Ya lo dijo nuestro Señor Jesucristo: «Si fueseis del mundo, el mundo amaría lo suyo; pero porque no sois del mundo, sino que yo os he elegido sacándoos del mundo, por esto el mundo os odia… Si me persiguieron a mí, también a vosotros os perseguirán» (Jn 15,19-20; +Mt 5,11-12). Y San Pablo: «el mundo está crucificado para mí, y yo para el mundo» (Gál 6,14).

Hoy no pocos cristianos estiman que debemos hacernos amigos del mundo, conciliándonos con él, cuanto sea posible, en «pensamientos y caminos» (cf. Is 55,8). Como si fuera posible. Pero la tesis es falsa, es mentira, y por tanto, es diabólica. Nuestra fe, directamente fundamentada en la Palabra de Dios, enseña y manda justamente lo contrario: «Adúlteros… Quien pretende ser amigo del mundo se hace enemigo de Dios» (Sant 4,4).

Estas doctrinas chocan de frente contra la ideología hoy predominante en gran parte de la Iglesia: ustedes lo ven hace ya décadas. Pero siguen siendo verdaderas, y eso es lo único que nos vale. «El cielo y la tierra pasarán, pero mis palabras no pasarán» (Mt 24,35). «Sabemos que somos de Dios, mientras que el mundo todo está bajo el Maligno» (1Jn 5,19), que es «mentiroso y padre de la mentira» (Jn 8,44).

(Cf. José María Iraburu, De Cristo o del mundo, Fund. GRATIS DATE, Pamplona 2013, 3ªed., 233 pgs.)

 

–Apocalipsis de Jesucristo

    Compuesto hacia el año 68, el libro de la Revelación de Jesucristo fue escrito como libro de Consolación y de exaltación del martirio. En efecto, para confortar a las Iglesias primeras, que estaban padeciendo ya los pri­meros zarpazos de la Bestia imperial ro­mana, y animar al martirio, mostrándolo como la gran victoria de Cristo en sus fieles.
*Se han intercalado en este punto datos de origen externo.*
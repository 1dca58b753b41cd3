//! Menu domain module.
//!
//! # Module Structure
//!
//! - `model`: item names, prices and the menu mapping
//! - `repository`: menu source trait

mod model;
mod repository;

pub use model::{format_price, InvalidMenuEntry, ItemName, Menu, MenuItem};
pub use repository::MenuRepository;
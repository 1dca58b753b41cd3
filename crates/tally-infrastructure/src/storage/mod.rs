//! Storage layer for configuration files.

mod toml_file;

pub use toml_file::{TomlFile, TomlFileError};
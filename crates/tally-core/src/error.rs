//! Error types for the tally application.

use thiserror::Error;

/// A shared error type for the entire tally application.
///
/// Recoverable input problems (unknown item, bad quantity) are not errors:
/// they are reported as [`crate::order::Rejection`]s and the prompt repeats.
#[derive(Error, Debug, Clone, PartialEq, Eq)]
pub enum TallyError {
    /// The menu file does not exist
    #[error("Menu file not found: {path}")]
    MenuNotFound { path: String },

    /// The menu file exists but could not be opened
    #[error("Cannot read menu file {path}: {message}")]
    MenuUnreadable { path: String, message: String },

    /// The menu file exists but could not be parsed
    #[error("Malformed menu (line {line}): {message}")]
    MenuParse { line: u64, message: String },

    /// An order entry has no price on the menu
    #[error("Item not on the menu: '{0}'")]
    UnknownItem(String),

    /// The order total does not fit in a decimal
    #[error("Order total is too large")]
    TotalOverflow,

    /// The input source failed
    #[error("Input error: {0}")]
    Input(String),

    /// The user interrupted order collection
    #[error("Order cancelled")]
    Cancelled,

    /// Writing to the order history log failed
    #[error("Order history error: {0}")]
    History(String),

    /// IO error (file system operations)
    #[error("IO error: {message}")]
    Io { message: String },

    /// Configuration error
    #[error("Configuration error: {0}")]
    Config(String),
}

impl TallyError {
    // ============================================================================
    // Constructor helpers
    // ============================================================================

    /// Creates a MenuNotFound error
    pub fn menu_not_found(path: impl Into<String>) -> Self {
        Self::MenuNotFound { path: path.into() }
    }

    /// Creates a MenuUnreadable error
    pub fn menu_unreadable(path: impl Into<String>, message: impl Into<String>) -> Self {
        Self::MenuUnreadable {
            path: path.into(),
            message: message.into(),
        }
    }

    /// Creates a MenuParse error
    pub fn menu_parse(line: u64, message: impl Into<String>) -> Self {
        Self::MenuParse {
            line,
            message: message.into(),
        }
    }

    /// Creates an UnknownItem error
    pub fn unknown_item(name: impl Into<String>) -> Self {
        Self::UnknownItem(name.into())
    }

    /// Creates an Input error
    pub fn input(message: impl Into<String>) -> Self {
        Self::Input(message.into())
    }

    /// Creates a History error
    pub fn history(message: impl Into<String>) -> Self {
        Self::History(message.into())
    }

    /// Creates an IO error
    pub fn io(message: impl Into<String>) -> Self {
        Self::Io {
            message: message.into(),
        }
    }

    /// Creates a Config error
    pub fn config(message: impl Into<String>) -> Self {
        Self::Config(message.into())
    }

    // ============================================================================
    // Type checking methods
    // ============================================================================

    /// Check if this error came from loading the menu
    pub fn is_menu_load(&self) -> bool {
        matches!(
            self,
            Self::MenuNotFound { .. } | Self::MenuUnreadable { .. } | Self::MenuParse { .. }
        )
    }

    /// Check if this is an UnknownItem error
    pub fn is_unknown_item(&self) -> bool {
        matches!(self, Self::UnknownItem(_))
    }

    /// Check if the user cancelled
    pub fn is_cancelled(&self) -> bool {
        matches!(self, Self::Cancelled)
    }

    /// Check if this is a History error
    pub fn is_history(&self) -> bool {
        matches!(self, Self::History(_))
    }

    /// Check if this is a config error
    pub fn is_config(&self) -> bool {
        matches!(self, Self::Config(_))
    }
}

impl From<std::io::Error> for TallyError {
    fn from(e: std::io::Error) -> Self {
        Self::io(e.to_string())
    }
}

/// Result alias used across the tally crates.
pub type Result<T> = std::result::Result<T, TallyError>;
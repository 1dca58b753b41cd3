use rand::rngs::StdRng;
use rand::{Rng, SeedableRng};

use super::model::ConfirmationNumber;

/// Draws confirmation numbers from an injected random source.
pub struct ConfirmationIssuer<R> {
    rng: R,
}

impl<R: Rng> ConfirmationIssuer<R> {
    pub fn new(rng: R) -> Self {
        Self { rng }
    }

    pub fn issue(&mut self) -> ConfirmationNumber {
        ConfirmationNumber(
            self.rng
                .gen_range(ConfirmationNumber::MIN..=ConfirmationNumber::MAX),
        )
    }
}

impl ConfirmationIssuer<StdRng> {
    /// Issuer seeded from the operating system.
    pub fn from_entropy() -> Self {
        Self::new(StdRng::from_entropy())
    }

    /// Issuer with a fixed seed, for reproducible runs.
    pub fn seeded(seed: u64) -> Self {
        Self::new(StdRng::seed_from_u64(seed))
    }
}
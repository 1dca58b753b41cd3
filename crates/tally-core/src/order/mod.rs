//! Order domain module.
//!
//! # Module Structure
//!
//! - `model`: the order as a flat list of item occurrences
//! - `console`: input source abstraction and scripted implementation
//! - `collector`: the interactive item/quantity loop
//! - `pricing`: order totals
//! - `compaction`: counted display lines

mod collector;
mod compaction;
mod console;
mod model;
mod pricing;

pub use collector::{
    parse_quantity, quantity_prompt, OrderCollector, ITEM_PROMPT, MAX_QUANTITY, SENTINEL,
};
pub use compaction::compact;
pub use console::{Console, Rejection, ScriptedConsole};
pub use model::Order;
pub use pricing::calculate_total;
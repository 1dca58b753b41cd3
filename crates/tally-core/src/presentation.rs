//! Grid rendering of the menu.

use crate::menu::{format_price, Menu};

const HEADERS: [&str; 2] = ["Item", "Price"];

/// Extra width every column gets beyond its header.
const MIN_HEADER_PADDING: usize = 2;

/// Renders the menu as a grid table.
///
/// ```text
/// +-----------+---------+
/// | Item      | Price   |
/// +===========+=========+
/// | Hamburger | $8.50   |
/// +-----------+---------+
/// ```
pub fn render_menu_table(menu: &Menu) -> String {
    let rows: Vec<[String; 2]> = menu
        .items()
        .map(|item| [item.name.to_string(), format_price(item.price)])
        .collect();

    let mut widths = HEADERS.map(|h| h.chars().count() + MIN_HEADER_PADDING);
    for row in &rows {
        for (width, cell) in widths.iter_mut().zip(row) {
            *width = (*width).max(cell.chars().count());
        }
    }

    let rule = separator(&widths, '-');
    let body: Vec<String> = rows.iter().map(|row| row_line(&widths, row)).collect();

    let mut table = rule.clone();
    table.push_str(&row_line(&widths, &HEADERS));
    table.push_str(&separator(&widths, '='));
    table.push_str(&body.join(rule.as_str()));
    table.push_str(&rule);
    table
}

fn separator(widths: &[usize], fill: char) -> String {
    let mut line = String::from("+");
    for width in widths {
        line.extend(std::iter::repeat_n(fill, width + 2));
        line.push('+');
    }
    line.push('\n');
    line
}

fn row_line<S: AsRef<str>>(widths: &[usize], cells: &[S]) -> String {
    let mut line = String::from("|");
    for (width, cell) in widths.iter().zip(cells) {
        line.push_str(&format!(" {:<width$} |", cell.as_ref(), width = width));
    }
    line.push('\n');
    line
}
Ahora bien, siendo así que el mundo perseguirá siempre a la Iglesia, el Apocalipsis fue escrito para asistir y orientar en las pruebas de la historia a todas las Iglesias del pre­sente y del futuro, también a las de hoy (+Ap 2,11; 22,16.18).

    «El Apocalipsis es claramente un Evangelio», «un quinto Evangelio» (J-P, Charlier, OP, II,131. 224). Es una Buena Noticia que a los cristianos perseguidos les da Juan, «vuestro hermano y com­pañero de la tribu­lación, del reino y de la paciencia, en Jesús» (Ap 1,9). Por eso las biena­venturanzas jalo­nan este maravilloso texto revelado.

    Son bienaventurados los que leen y guardan las palabras de este libro (1,3; 22,7), los que permane­cen vigilantes y puros (16,15), los que mue­ren por el Señor (14,13), los que son in­vitados a las bodas del Cordero (19,9), y así entran para siempre en la Ciudad celeste con limpias vestiduras limpias (22,14).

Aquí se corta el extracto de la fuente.